Black clergy criticize loitering law supporters

`Report card' flunks two Annapolis officials

November 01, 1999|By Cheryl Lu-Lien Tan | Cheryl Lu-Lien Tan,SUN STAFF

An organization of black clergy from 50 churches in Anne Arundel County has accused the Annapolis mayor and an alderman of insensitivity toward African-Americans and issued them an "F" grade for passing anti-loitering legislation last month despite vehement opposition from several black groups.

The United Black Clergy of Anne Arundel County released its "report card" slamming Mayor Dean L. Johnson and Alderman Herbert H. McMillan for publication today, the same day that state, county and Annapolis officials are to gather at the city dock to announce plans for a $150,000 Kunta Kinte-Alex Haley memorial. Bishop Larry Lee Thomas, president of United Black Clergy and pastor of St. James Church of Apostolic Faith in Glen Burnie, said their lambasting Johnson and McMillan had nothing to do with the Kunta Kinte event.

The law allows communities to apply for "drug-loitering free zone" status so police can ask suspected drug dealers loitering in privately owned areas in those neighborhoods to move on. The ordinance says that "known" drug offenders -- defined as those convicted of drug possession, distribution or use in the past seven years -- will be barred from loitering in these designated communities, even if they are not behaving suspiciously.

The city council approved the ordinance 5-4 last month after months of heated debate within Annapolis in which groups such as the National Association for the Advancement of Colored People and the American Civil Liberties Union protested, charging that the law would allow police officers to harass all black people standing on street corners.

Opponents also argued the bill would bar residents of public housing communities from standing on their sidewalks to chat and hang out to escape their small, stuffy apartments in the summer.
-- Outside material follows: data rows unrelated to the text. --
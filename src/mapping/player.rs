//! Player slots (`player-1`..`player-8`)

use crate::error::GamepadError;
use std::fmt::{self, Display};
use std::str::FromStr;

/// Number of recognized player slots
pub const MAX_PLAYERS: usize = 8;

/// Logical player identifier, assigned to devices by connection order
///
/// Holds the 1-based slot number; construction is only possible for `1..=8`.
#[derive(Debug, Clone, Copy, PartialEq, Eq, Hash, PartialOrd, Ord)]
pub struct PlayerSlot(u8);

impl PlayerSlot {
    pub const ONE: PlayerSlot = PlayerSlot(1);

    /// Slot from its 1-based number
    pub fn new(number: u8) -> Option<Self> {
        (1..=MAX_PLAYERS as u8)
            .contains(&number)
            .then_some(Self(number))
    }

    /// Slot for the device at `position` in the ordered device list
    pub fn from_position(position: usize) -> Option<Self> {
        let number = u8::try_from(position.checked_add(1)?).ok()?;
        Self::new(number)
    }

    pub fn number(&self) -> u8 {
        self.0
    }

    pub fn all() -> impl Iterator<Item = PlayerSlot> {
        (1..=MAX_PLAYERS as u8).map(PlayerSlot)
    }
}

impl Display for PlayerSlot {
    fn fmt(&self, f: &mut fmt::Formatter<'_>) -> fmt::Result {
        write!(f, "player-{}", self.0)
    }
}

impl FromStr for PlayerSlot {
    type Err = GamepadError;

    fn from_str(s: &str) -> Result<Self, Self::Err> {
        PlayerSlot::all()
            .find(|slot| slot.to_string() == s)
            .ok_or_else(|| GamepadError::UnknownPlayerSlot(s.to_string()))
    }
}
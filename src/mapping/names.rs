//! Canonical names for the standard controller layout

/// Button names in standard-mapping hardware order (index 0 = bottom face button)
pub const BUTTON_NAMES: [&str; 17] = [
    "button-a",
    "button-b",
    "button-x",
    "button-y",
    "shoulder-left",
    "shoulder-right",
    "trigger-left",
    "trigger-right",
    "button-select",
    "button-start",
    "left-stick-in",
    "right-stick-in",
    "button-dpad-up",
    "button-dpad-down",
    "button-dpad-left",
    "button-dpad-right",
    "vendor",
];

/// Synthetic button names for an axis pushed towards its positive end
pub const POSITIVE_AXIS_NAMES: [&str; 4] = [
    "left-analog-right",
    "left-analog-down",
    "right-analog-right",
    "right-analog-down",
];

/// Synthetic button names for an axis pushed towards its negative end
pub const NEGATIVE_AXIS_NAMES: [&str; 4] = [
    "left-analog-left",
    "left-analog-up",
    "right-analog-left",
    "right-analog-up",
];

/// Owned copy of [`BUTTON_NAMES`], used as the default `button_mapping`
pub fn default_button_mapping() -> Vec<String> {
    BUTTON_NAMES.iter().map(|name| name.to_string()).collect()
}

/// Hardware index of a canonical button name
pub fn resolve_button(name: &str) -> Option<usize> {
    BUTTON_NAMES.iter().position(|candidate| *candidate == name)
}

/// Synthetic button name for an axis deflection
///
/// Zero counts as negative; callers only ask once the threshold has been crossed.
pub fn axis_name(axis: usize, value: f32) -> Option<&'static str> {
    if value > 0.0 {
        POSITIVE_AXIS_NAMES.get(axis).copied()
    } else {
        NEGATIVE_AXIS_NAMES.get(axis).copied()
    }
}

/// Both synthetic names of an axis as `[positive, negative]`
pub fn axis_names(axis: usize) -> Option<[&'static str; 2]> {
    Some([
        *POSITIVE_AXIS_NAMES.get(axis)?,
        *NEGATIVE_AXIS_NAMES.get(axis)?,
    ])
}
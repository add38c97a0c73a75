//! Connection tracking
//!
//! Publishes "is any controller connected" and the current device list through watch
//! channels so UI code can react without polling.

use crate::controller::snapshot::{DeviceInfo, DeviceSnapshot};
use tokio::sync::watch;
use tracing::{debug, info, warn};

#[derive(Debug)]
pub struct ConnectionTracker {
    connected: watch::Sender<bool>,
    devices: watch::Sender<Vec<DeviceInfo>>,
}

impl Default for ConnectionTracker {
    fn default() -> Self {
        Self::new()
    }
}

impl ConnectionTracker {
    pub fn new() -> Self {
        let (connected, _) = watch::channel(false);
        let (devices, _) = watch::channel(Vec::new());
        Self { connected, devices }
    }

    pub fn subscribe(&self) -> watch::Receiver<bool> {
        self.connected.subscribe()
    }

    pub fn subscribe_devices(&self) -> watch::Receiver<Vec<DeviceInfo>> {
        self.devices.subscribe()
    }

    pub fn is_connected(&self) -> bool {
        *self.connected.borrow()
    }

    pub fn devices(&self) -> Vec<DeviceInfo> {
        self.devices.borrow().clone()
    }

    pub fn on_connected(&self, info: DeviceInfo) {
        if !info.is_standard() {
            warn!(
                "The connected gamepad might not be supported. Mapping name: {:?}",
                info.mapping
            );
        }
        info!("Gamepad {} connected: {}", info.index, info.name);

        self.devices.send_modify(|devices| {
            devices.retain(|known| known.index != info.index);
            devices.push(info);
            devices.sort_by_key(|device| device.index);
        });
        self.recompute();
    }

    pub fn on_disconnected(&self, index: usize) {
        info!("Gamepad {} disconnected", index);
        self.devices
            .send_modify(|devices| devices.retain(|known| known.index != index));
        self.recompute();
    }

    /// Reconciles the published list with the live snapshot list
    ///
    /// Covers devices that were present before the source started emitting events.
    /// Returns true when the list changed.
    pub fn sync(&self, snapshots: &[DeviceSnapshot]) -> bool {
        let live: Vec<DeviceInfo> = snapshots.iter().map(DeviceSnapshot::info).collect();
        let changed = self.devices.send_if_modified(|devices| {
            if *devices == live {
                false
            } else {
                *devices = live.clone();
                true
            }
        });
        if changed {
            debug!("Device list resynchronized: {} device(s)", live.len());
            self.recompute();
        }
        changed
    }

    fn recompute(&self) {
        let any = !self.devices.borrow().is_empty();
        self.connected.send_if_modified(|connected| {
            if *connected == any {
                false
            } else {
                *connected = any;
                true
            }
        });
    }
}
Supporters of the bill included Annapolis Housing Authority Executive Director Patricia Croslan, several African-American residents of public housing communities and the city's more than 200 Neighborhood Watch block leaders, who hailed it as a much-needed tool to fight drug dealing.

Johnson, who voted for the bill, said he was disappointed by the United Black Clergy's report card.

"The legislation is not focused on the black community. It's not focused on public housing," he said Friday. "In fact, the first request for designation came from a community that didn't fit those designations at all."

An Eastport Neighborhood Watch group has applied for drug-loitering free zone status. The city council could approve the application as early as this month.

Alderman Samuel Gilmer, an African-American who represents Ward 3, said "Bravo" to the United Black Clergy for the report.

"I supported not having the bill at all," said Gilmer, who voted against it. "Here they are, making a law that's aimed at a specific group of people who don't have the luxury of a five-bedroom house with a big TV, have no bar in their neighborhood to hang out in, are not members of a social club."

The United Black Clergy's report attacked Johnson for failing to "exercise moral leadership" on the loitering issue, accused McMillan of exacerbating "racial tensions in the city of Annapolis" and said both "never attempted to meet with our organization to see if a compromise could be worked out."

Johnson was furious with the accusation, saying he did meet with members of the United Black Clergy to discuss the bill before casting his vote.

"I may not have met with them as an organization but I've met with their members individually," Johnson said. "For them to say that, they're twisting the truth. I had a number of meetings with them."

Thomas said Johnson did meet with some pastors but that he hasn't met him. Thomas emphasized that his group is trying to speak up on behalf of its congregations and plans to issue similar report cards next year assessing state and county governments.

"We just feel that this is something that we can do to make sure they know that we have our ears open and are watching their performances," Thomas said.